Moz Q&A is closed.
After more than 13 years, and tens of thousands of questions, Moz Q&A closed on 12th December 2024. Whilst we’re not completely removing the content - many posts will still be possible to view - we have locked both new posts and new replies. More details here.
XML sitemap generator only crawling 20% of my site
-
Hi guys,
I am trying to submit the most recent XML sitemap but the sitemap generator tools are only crawling about 20% of my site. The site carries around 150 pages and only 37 show up on tools like xml-sitemaps.com. My goal is to get all the important URLs we care about into the XML sitemap.
How should I go about this?
Thanks
-
I believe it's not a significant issue if the sitemap encompasses the core framework of your website. As long as the sitemap is well-organized, omitting a few internal pages is acceptable since Googlebot will crawl all pages based on the sitemap. Take a look at the <a href="https://convowear.in">example page</a> that also excludes some pages, yet it doesn't impact the site crawler's functionality.
-
Yes Yoast on WordPress works fine for sitemap generation. I would also recommend that. Using on all of my blog sites.
-
If you are using WordPress then I would recommend to use Yoast plugin. It generates sitemap automatically regularly. I am also using it on my blog.
-
I'm using Yoast SEO plugin for my website. It generates the Sitemap automatically.
-
My new waterproof tent reviews blog facing the crawling problem. How can I fix that?
-
use Yoast or rankmath ot fix it
آموزش سئو در اصفهان https://faneseo.com/seo-training-in-isfahan/
-
Patrick wrote a list of reasons why Screaming Frog might not be crawling certain pages here: https://moz.com/community/q/screamingfrog-won-t-crawl-my-site#reply_300029.

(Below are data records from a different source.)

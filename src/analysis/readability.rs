//! Flesch reading ease and basic text metrics

use unicode_segmentation::UnicodeSegmentation;

pub fn word_count(text: &str) -> usize {
    text.split_whitespace().count()
}

pub fn sentence_count(text: &str) -> usize {
    // unicode_sentences overflows on empty input
    if text.trim().is_empty() {
        return 0;
    }
    text.unicode_sentences()
        .filter(|s| !s.trim().is_empty())
        .count()
}

/// Flesch reading ease: 206.835 - 1.015 * (words/sentences)
/// - 84.6 * (syllables/words). Higher means easier to read.
/// Empty or whitespace-only text scores 0.
pub fn flesch_reading_ease(text: &str) -> f64 {
    let words: Vec<&str> = text.unicode_words().collect();
    let sentences = sentence_count(text);
    if words.is_empty() || sentences == 0 {
        return 0.0;
    }

    let syllables: usize = words.iter().map(|w| syllable_count(w)).sum();
    let words_per_sentence = words.len() as f64 / sentences as f64;
    let syllables_per_word = syllables as f64 / words.len() as f64;

    206.835 - 1.015 * words_per_sentence - 84.6 * syllables_per_word
}

/// Vowel-group heuristic: count vowel runs, discount a trailing silent 'e',
/// floor at one syllable per word.
fn syllable_count(word: &str) -> usize {
    let lower = word.to_lowercase();
    let chars: Vec<char> = lower.chars().collect();

    let mut count = 0;
    let mut prev_vowel = false;
    for &c in &chars {
        let vowel = matches!(c, 'a' | 'e' | 'i' | 'o' | 'u' | 'y');
        if vowel && !prev_vowel {
            count += 1;
        }
        prev_vowel = vowel;
    }

    if count > 1 && lower.ends_with('e') && !lower.ends_with("le") {
        count -= 1;
    }

    count.max(1)
}
//! Recommendation, strength and weakness generation
//!
//! A fixed checklist evaluated top to bottom; each rule emits at most one
//! recommendation and the output keeps evaluation order (keywords, contact,
//! structure, metrics, verbs) rather than sorting by priority.

use crate::analysis::keywords::Dictionaries;
use crate::analysis::types::{
    ActionTag, ContactInfo, Industry, KeywordAnalysis, Priority, Recommendation,
    RecommendationKind, SectionKind,
};
use regex::Regex;
use std::collections::BTreeMap;

const KEYWORD_SCORE_THRESHOLD: f64 = 60.0;
const MISSING_KEYWORD_SUGGESTIONS: usize = 5;
const STRONG_VERB_SUGGESTIONS: usize = 8;

const SECTION_CHECKLIST: [SectionKind; 4] = [
    SectionKind::Experience,
    SectionKind::Education,
    SectionKind::Skills,
    SectionKind::Summary,
];

const METRIC_EXAMPLES: [&str; 3] = [
    "Increased sales by 25%",
    "Managed team of 10+",
    "Reduced costs by $50K",
];

pub struct Recommender {
    metric_pattern: Regex,
}

impl Recommender {
    pub fn new() -> Self {
        let metric_pattern = Regex::new(r"\d+%|\$\d+|\d+\+").expect("metric pattern is valid");
        Self { metric_pattern }
    }

    pub fn generate(
        &self,
        dicts: &Dictionaries,
        text: &str,
        sections: &BTreeMap<SectionKind, String>,
        contact: &ContactInfo,
        keywords: &KeywordAnalysis,
        industry: Industry,
    ) -> Vec<Recommendation> {
        let mut recommendations = Vec::new();

        if keywords.score < KEYWORD_SCORE_THRESHOLD {
            let missing: Vec<String> = keywords
                .missing_keywords
                .iter()
                .take(MISSING_KEYWORD_SUGGESTIONS)
                .cloned()
                .collect();
            recommendations.push(Recommendation {
                kind: RecommendationKind::Keywords,
                priority: Priority::High,
                title: "Add Industry Keywords".to_string(),
                description: format!("Include these relevant keywords: {}", missing.join(", ")),
                action_tag: ActionTag::KeywordOptimization,
                payload: missing,
            });
        }

        if !contact.has_email() || !contact.has_phone() {
            let mut missing_contact = Vec::new();
            if !contact.has_email() {
                missing_contact.push("email");
            }
            if !contact.has_phone() {
                missing_contact.push("phone number");
            }
            recommendations.push(Recommendation {
                kind: RecommendationKind::Contact,
                priority: Priority::High,
                title: "Add Missing Contact Information".to_string(),
                description: format!("Include your {}", missing_contact.join(" and ")),
                action_tag: ActionTag::AddContactInfo,
                payload: Vec::new(),
            });
        }

        let missing_sections: Vec<String> = SECTION_CHECKLIST
            .iter()
            .filter(|kind| !sections.contains_key(kind))
            .map(|kind| kind.to_string())
            .collect();
        if !missing_sections.is_empty() {
            recommendations.push(Recommendation {
                kind: RecommendationKind::Structure,
                priority: Priority::Medium,
                title: "Add Missing Sections".to_string(),
                description: format!("Include these sections: {}", missing_sections.join(", ")),
                action_tag: ActionTag::AddSections,
                payload: missing_sections,
            });
        }

        if !self.metric_pattern.is_match(text) {
            recommendations.push(Recommendation {
                kind: RecommendationKind::Content,
                priority: Priority::Medium,
                title: "Add Quantifiable Achievements".to_string(),
                description:
                    "Include specific numbers, percentages, and metrics to demonstrate impact"
                        .to_string(),
                action_tag: ActionTag::AddMetrics,
                payload: METRIC_EXAMPLES.iter().map(|s| s.to_string()).collect(),
            });
        }

        if dicts.has_weak_phrase(text) {
            let suggestions: Vec<String> = dicts
                .profile(industry)
                .map(|p| p.action_verbs())
                .unwrap_or(&[])
                .iter()
                .take(STRONG_VERB_SUGGESTIONS)
                .map(|s| s.to_string())
                .collect();
            recommendations.push(Recommendation {
                kind: RecommendationKind::Content,
                priority: Priority::Low,
                title: "Strengthen Action Verbs".to_string(),
                description: "Replace weak phrases with strong action verbs".to_string(),
                action_tag: ActionTag::ImproveVerbs,
                payload: suggestions,
            });
        }

        recommendations
    }
}

impl Default for Recommender {
    fn default() -> Self {
        Self::new()
    }
}

/// Free-text strengths, generated independently of the recommendations.
pub fn identify_strengths(
    dicts: &Dictionaries,
    text: &str,
    sections: &BTreeMap<SectionKind, String>,
    keywords: &KeywordAnalysis,
) -> Vec<String> {
    let mut strengths = Vec::new();

    if keywords.score > 70.0 {
        strengths.push("Strong industry keyword optimization".to_string());
    }
    if sections.len() >= 5 {
        strengths.push("Well-structured with comprehensive sections".to_string());
    }
    if let Some(experience) = sections.get(&SectionKind::Experience) {
        if experience.split_whitespace().count() > 100 {
            strengths.push("Detailed work experience descriptions".to_string());
        }
    }
    if dicts.has_achievement_verb(text) {
        strengths.push("Includes quantifiable achievements".to_string());
    }
    if text.split_whitespace().count() > 300 {
        strengths.push("Adequate length and detail".to_string());
    }

    strengths
}

/// Free-text weaknesses, generated independently of the recommendations.
pub fn identify_weaknesses(
    text: &str,
    sections: &BTreeMap<SectionKind, String>,
    contact: &ContactInfo,
    keywords: &KeywordAnalysis,
) -> Vec<String> {
    let mut weaknesses = Vec::new();

    if !contact.has_email() {
        weaknesses.push("Missing email address".to_string());
    }
    if !contact.has_phone() {
        weaknesses.push("Missing phone number".to_string());
    }
    if keywords.score < 40.0 {
        weaknesses.push("Insufficient industry-relevant keywords".to_string());
    }
    if !sections.contains_key(&SectionKind::Summary) {
        weaknesses.push("Missing professional summary section".to_string());
    }
    if text.split_whitespace().count() < 250 {
        weaknesses.push("Resume content too brief".to_string());
    }
    if !text.chars().any(|c| c.is_ascii_digit()) {
        weaknesses.push("No quantified achievements or metrics".to_string());
    }

    weaknesses
}

#[cfg(test)]
mod tests {
    use super::*;

    fn empty_sections() -> BTreeMap<SectionKind, String> {
        BTreeMap::new()
    }

    #[test]
    fn keyword_recommendation_precedes_contact_recommendation() {
        let dicts = Dictionaries::new();
        let recommender = Recommender::new();
        let keywords = KeywordAnalysis {
            score: 10.0,
            found_keywords: vec![],
            missing_keywords: vec!["python".to_string(), "docker".to_string()],
            total_found: 1,
            total_possible: 10,
        };
        let recs = recommender.generate(
            &dicts,
            "plain text",
            &empty_sections(),
            &ContactInfo::default(),
            &keywords,
            Industry::Technology,
        );
        assert_eq!(recs[0].kind, RecommendationKind::Keywords);
        assert_eq!(recs[1].kind, RecommendationKind::Contact);
        assert_eq!(recs[0].priority, Priority::High);
    }

    #[test]
    fn metrics_rule_skipped_when_numbers_present() {
        let dicts = Dictionaries::new();
        let recommender = Recommender::new();
        let keywords = KeywordAnalysis::general_fallback();
        let recs = recommender.generate(
            &dicts,
            "Increased revenue by 25% year over year",
            &empty_sections(),
            &ContactInfo::default(),
            &keywords,
            Industry::General,
        );
        assert!(!recs
            .iter()
            .any(|r| r.action_tag == ActionTag::AddMetrics));
    }

    #[test]
    fn weak_phrases_trigger_verb_suggestions() {
        let dicts = Dictionaries::new();
        let recommender = Recommender::new();
        let keywords = KeywordAnalysis::general_fallback();
        let recs = recommender.generate(
            &dicts,
            "Responsible for maintaining the build",
            &empty_sections(),
            &ContactInfo::default(),
            &keywords,
            Industry::Technology,
        );
        let verbs = recs
            .iter()
            .find(|r| r.action_tag == ActionTag::ImproveVerbs)
            .expect("verb recommendation present");
        assert_eq!(verbs.priority, Priority::Low);
        assert_eq!(verbs.payload.len(), 8);
        assert!(verbs.payload.contains(&"developed".to_string()));
    }

    #[test]
    fn missing_sections_listed_in_checklist_order() {
        let dicts = Dictionaries::new();
        let recommender = Recommender::new();
        let mut sections = empty_sections();
        sections.insert(SectionKind::Education, "BSc".to_string());
        let keywords = KeywordAnalysis::general_fallback();
        let recs = recommender.generate(
            &dicts,
            "text with 25% metrics",
            &sections,
            &ContactInfo::default(),
            &keywords,
            Industry::General,
        );
        let structure = recs
            .iter()
            .find(|r| r.action_tag == ActionTag::AddSections)
            .expect("structure recommendation present");
        assert_eq!(structure.payload, vec!["experience", "skills", "summary"]);
    }

    #[test]
    fn weaknesses_flag_missing_contact_and_brevity() {
        let weaknesses = identify_weaknesses(
            "short text",
            &empty_sections(),
            &ContactInfo::default(),
            &KeywordAnalysis::general_fallback(),
        );
        assert!(weaknesses.contains(&"Missing email address".to_string()));
        assert!(weaknesses.contains(&"Missing phone number".to_string()));
        assert!(weaknesses.contains(&"Resume content too brief".to_string()));
        assert!(weaknesses.contains(&"No quantified achievements or metrics".to_string()));
    }

    #[test]
    fn strengths_reward_achievement_verbs_and_length() {
        let dicts = Dictionaries::new();
        let long_text = format!("improved delivery {}", "word ".repeat(320));
        let strengths = identify_strengths(
            &dicts,
            &long_text,
            &empty_sections(),
            &KeywordAnalysis::general_fallback(),
        );
        assert!(strengths.contains(&"Includes quantifiable achievements".to_string()));
        assert!(strengths.contains(&"Adequate length and detail".to_string()));
    }
}
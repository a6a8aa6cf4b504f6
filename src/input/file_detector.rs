//! File type detection by filename extension

#[derive(Debug, Clone, Copy, PartialEq, Eq)]
pub enum FileType {
    Pdf,
    Docx,
    /// Anything without a recognized extension is decoded as UTF-8 text
    /// with invalid sequences replaced, never rejected.
    Text,
}

impl FileType {
    pub fn from_filename(filename: &str) -> Self {
        let lower = filename.to_lowercase();
        if lower.ends_with(".pdf") {
            FileType::Pdf
        } else if lower.ends_with(".docx") || lower.ends_with(".doc") {
            FileType::Docx
        } else {
            FileType::Text
        }
    }
}

#[cfg(test)]
mod tests {
    use super::*;

    #[test]
    fn detects_by_extension_case_insensitively() {
        assert_eq!(FileType::from_filename("resume.PDF"), FileType::Pdf);
        assert_eq!(FileType::from_filename("resume.docx"), FileType::Docx);
        assert_eq!(FileType::from_filename("resume.doc"), FileType::Docx);
        assert_eq!(FileType::from_filename("resume.txt"), FileType::Text);
        assert_eq!(FileType::from_filename("resume"), FileType::Text);
        assert_eq!(FileType::from_filename("notes.md"), FileType::Text);
    }
}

Hopefully that list can help you figure out your site's specific issue.
-
This doesn't really answer my question of why I am not able to get all links into the XML sitemap when using xml sitemap generators.
-
I think it's not a big deal if the sitemap covers the main structure of your site. If your sitemap is constructed in a really decent structure, then missing some internal pages are acceptable because Googlebot will crawl all of your pages based on your site map. You can see the following page which also doesn't cover all of its pages, but there's no influence in terms of site crawler.
-
Thanks Boyd but unfortunately I am still missing a good chunk of URLs here and I am wondering why? Do those check on internal links in order to find these pages?
-
Use Screaming Frog to crawl your site. It is free to download the software and you can use the free version to crawl up to 500 URLs.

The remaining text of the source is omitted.